#### [TASK ITEM]
Make an exact copy of all the entries shown below.

#### [Stored data entries]

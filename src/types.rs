use serde::{Deserialize, Serialize};
use std::fmt;
use uuid::Uuid;

/// unique identifier for a user
pub type UserId = Uuid;

/// unique identifier for a loan
pub type LoanId = Uuid;

/// unique identifier for a ledger entry
pub type TransactionId = Uuid;

/// user role
#[derive(Debug, Clone, Copy, PartialEq, Eq, Hash, Serialize, Deserialize)]
#[serde(rename_all = "snake_case")]
pub enum Role {
    Borrower,
    Lender,
    Admin,
}

/// loan status
#[derive(Debug, Clone, Copy, PartialEq, Eq, Hash, Serialize, Deserialize)]
#[serde(rename_all = "snake_case")]
pub enum LoanStatus {
    /// application submitted, awaiting admin review
    Pending,
    /// approved by admin, visible to lenders
    Approved,
    /// turned down by admin
    Rejected,
    /// funded but not yet disbursed; not produced by the funding transition
    Funded,
    /// funded and under repayment
    Active,
    /// every installment paid
    Completed,
    /// written off by an admin
    Defaulted,
}

impl LoanStatus {
    /// statuses that count as an open application or loan for a borrower
    pub const OPEN: [LoanStatus; 4] = [
        LoanStatus::Pending,
        LoanStatus::Approved,
        LoanStatus::Funded,
        LoanStatus::Active,
    ];

    /// statuses a lender sees when no explicit filter is given
    pub const LENDER_VISIBLE: [LoanStatus; 4] = [
        LoanStatus::Approved,
        LoanStatus::Funded,
        LoanStatus::Active,
        LoanStatus::Completed,
    ];

    /// legal edges of the lifecycle graph
    pub fn can_transition_to(&self, next: LoanStatus) -> bool {
        use LoanStatus::*;
        matches!(
            (self, next),
            (Pending, Approved)
                | (Pending, Rejected)
                | (Approved, Rejected)
                | (Approved, Funded)
                | (Approved, Active)
                | (Funded, Active)
                | (Active, Completed)
                | (Active, Defaulted)
        )
    }
}

/// installment status
#[derive(Debug, Clone, Copy, PartialEq, Eq, Serialize, Deserialize)]
#[serde(rename_all = "snake_case")]
pub enum InstallmentStatus {
    Pending,
    Paid,
    Overdue,
}

/// coarse borrower risk bucket derived from credit score
#[derive(Debug, Clone, Copy, PartialEq, Eq, Serialize, Deserialize)]
#[serde(rename_all = "snake_case")]
pub enum RiskScore {
    Low,
    Medium,
    High,
}

/// ledger entry taxonomy
#[derive(Debug, Clone, Copy, PartialEq, Eq, Hash, Serialize, Deserialize)]
#[serde(rename_all = "snake_case")]
pub enum TransactionKind {
    Topup,
    LoanFunded,
    LoanReceived,
    EmiPaid,
    EmiReceived,
    Refund,
}

impl TransactionKind {
    /// side of the ledger this kind always lands on
    pub fn direction(&self) -> Direction {
        match self {
            TransactionKind::Topup
            | TransactionKind::LoanReceived
            | TransactionKind::EmiReceived
            | TransactionKind::Refund => Direction::Credit,
            TransactionKind::LoanFunded | TransactionKind::EmiPaid => Direction::Debit,
        }
    }
}

/// paired ledger kinds for a transfer: (debit side, credit side)
#[derive(Debug, Clone, Copy, PartialEq, Eq)]
pub struct TransferKinds {
    pub debit: TransactionKind,
    pub credit: TransactionKind,
}

impl TransferKinds {
    pub const FUNDING: TransferKinds = TransferKinds {
        debit: TransactionKind::LoanFunded,
        credit: TransactionKind::LoanReceived,
    };

    pub const REPAYMENT: TransferKinds = TransferKinds {
        debit: TransactionKind::EmiPaid,
        credit: TransactionKind::EmiReceived,
    };
}

#[derive(Debug, Clone, Copy, PartialEq, Eq, Serialize, Deserialize)]
#[serde(rename_all = "snake_case")]
pub enum Direction {
    Credit,
    Debit,
}

impl fmt::Display for LoanStatus {
    fn fmt(&self, f: &mut fmt::Formatter<'_>) -> fmt::Result {
        let s = match self {
            LoanStatus::Pending => "pending",
            LoanStatus::Approved => "approved",
            LoanStatus::Rejected => "rejected",
            LoanStatus::Funded => "funded",
            LoanStatus::Active => "active",
            LoanStatus::Completed => "completed",
            LoanStatus::Defaulted => "defaulted",
        };
        f.write_str(s)
    }
}

/// short human reference for a loan, the last six hex digits of its id
pub fn short_ref(id: &Uuid) -> String {
    let simple = id.simple().to_string();
    simple[simple.len() - 6..].to_uppercase()
}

#### [TASK OUTPUT]
filename src/types.rs
use serde::{Deserialize, Serialize};
use std::fmt;
use uuid::Uuid;

/// unique identifier for a user
pub type UserId = Uuid;

/// unique identifier for a loan
pub type LoanId = Uuid;

/// unique identifier for a ledger entry
pub type TransactionId = Uuid;

/// user role
#[derive(Debug, Clone, Copy, PartialEq, Eq, Hash, Serialize, Deserialize)]
#[serde(rename_all = "snake_case")]
pub enum Role {
    Borrower,
    Lender,
    Admin,
}

/// loan status
#[derive(Debug, Clone, Copy, PartialEq, Eq, Hash, Serialize, Deserialize)]
#[serde(rename_all = "snake_case")]
pub enum LoanStatus {
    /// application submitted, awaiting admin review
    Pending,
    /// approved by admin, visible to lenders
    Approved,
    /// turned down by admin
    Rejected,
    /// funded but not yet disbursed; not produced by the funding transition
    Funded,
    /// funded and under repayment
    Active,
    /// every installment paid
    Completed,
    /// written off by an admin
    Defaulted,
}

impl LoanStatus {
    /// statuses that count as an open application or loan for a borrower
    pub const OPEN: [LoanStatus; 4] = [
        LoanStatus::Pending,
        LoanStatus::Approved,
        LoanStatus::Funded,
        LoanStatus::Active,
    ];

    /// statuses a lender sees when no explicit filter is given
    pub const LENDER_VISIBLE: [LoanStatus; 4] = [
        LoanStatus::Approved,
        LoanStatus::Funded,
        LoanStatus::Active,
        LoanStatus::Completed,
    ];

    /// legal edges of the lifecycle graph
    pub fn can_transition_to(&self, next: LoanStatus) -> bool {
        use LoanStatus::*;
        matches!(
            (self, next),
            (Pending, Approved)
                | (Pending, Rejected)
                | (Approved, Rejected)
                | (Approved, Funded)
                | (Approved, Active)
                | (Funded, Active)
                | (Active, Completed)
                | (Active, Defaulted)
        )
    }
}

/// installment status
#[derive(Debug, Clone, Copy, PartialEq, Eq, Serialize, Deserialize)]
#[serde(rename_all = "snake_case")]
pub enum InstallmentStatus {
    Pending,
    Paid,
    Overdue,
}

/// coarse borrower risk bucket derived from credit score
#[derive(Debug, Clone, Copy, PartialEq, Eq, Serialize, Deserialize)]
#[serde(rename_all = "snake_case")]
pub enum RiskScore {
    Low,
    Medium,
    High,
}

/// ledger entry taxonomy
#[derive(Debug, Clone, Copy, PartialEq, Eq, Hash, Serialize, Deserialize)]
#[serde(rename_all = "snake_case")]
pub enum TransactionKind {
    Topup,
    LoanFunded,
    LoanReceived,
    EmiPaid,
    EmiReceived,
    Refund,
}

impl TransactionKind {
    /// side of the ledger this kind always lands on
    pub fn direction(&self) -> Direction {
        match self {
            TransactionKind::Topup
            | TransactionKind::LoanReceived
            | TransactionKind::EmiReceived
            | TransactionKind::Refund => Direction::Credit,
            TransactionKind::LoanFunded | TransactionKind::EmiPaid => Direction::Debit,
        }
    }
}

/// paired ledger kinds for a transfer: (debit side, credit side)
#[derive(Debug, Clone, Copy, PartialEq, Eq)]
pub struct TransferKinds {
    pub debit: TransactionKind,
    pub credit: TransactionKind,
}

impl TransferKinds {
    pub const FUNDING: TransferKinds = TransferKinds {
        debit: TransactionKind::LoanFunded,
        credit: TransactionKind::LoanReceived,
    };

    pub const REPAYMENT: TransferKinds = TransferKinds {
        debit: TransactionKind::EmiPaid,
        credit: TransactionKind::EmiReceived,
    };
}

#[derive(Debug, Clone, Copy, PartialEq, Eq, Serialize, Deserialize)]
#[serde(rename_all = "snake_case")]
pub enum Direction {
    Credit,
    Debit,
}

impl fmt::Display for LoanStatus {
    fn fmt(&self, f: &mut fmt::Formatter<'_>) -> fmt::Result {
        let s = match self {
            LoanStatus::Pending => "pending",
            LoanStatus::Approved => "approved",
            LoanStatus::Rejected => "rejected",
            LoanStatus::Funded => "funded",
            LoanStatus::Active => "active",
            LoanStatus::Completed => "completed",
            LoanStatus::Defaulted => "defaulted",
        };
        f.write_str(s)
    }
}

/// short human reference for a loan, the last six hex digits of its id
pub fn short_ref(id: &Uuid) -> String {
    let simple = id.simple().to_string();
    simple[simple.len() - 6..].to_uppercase()
}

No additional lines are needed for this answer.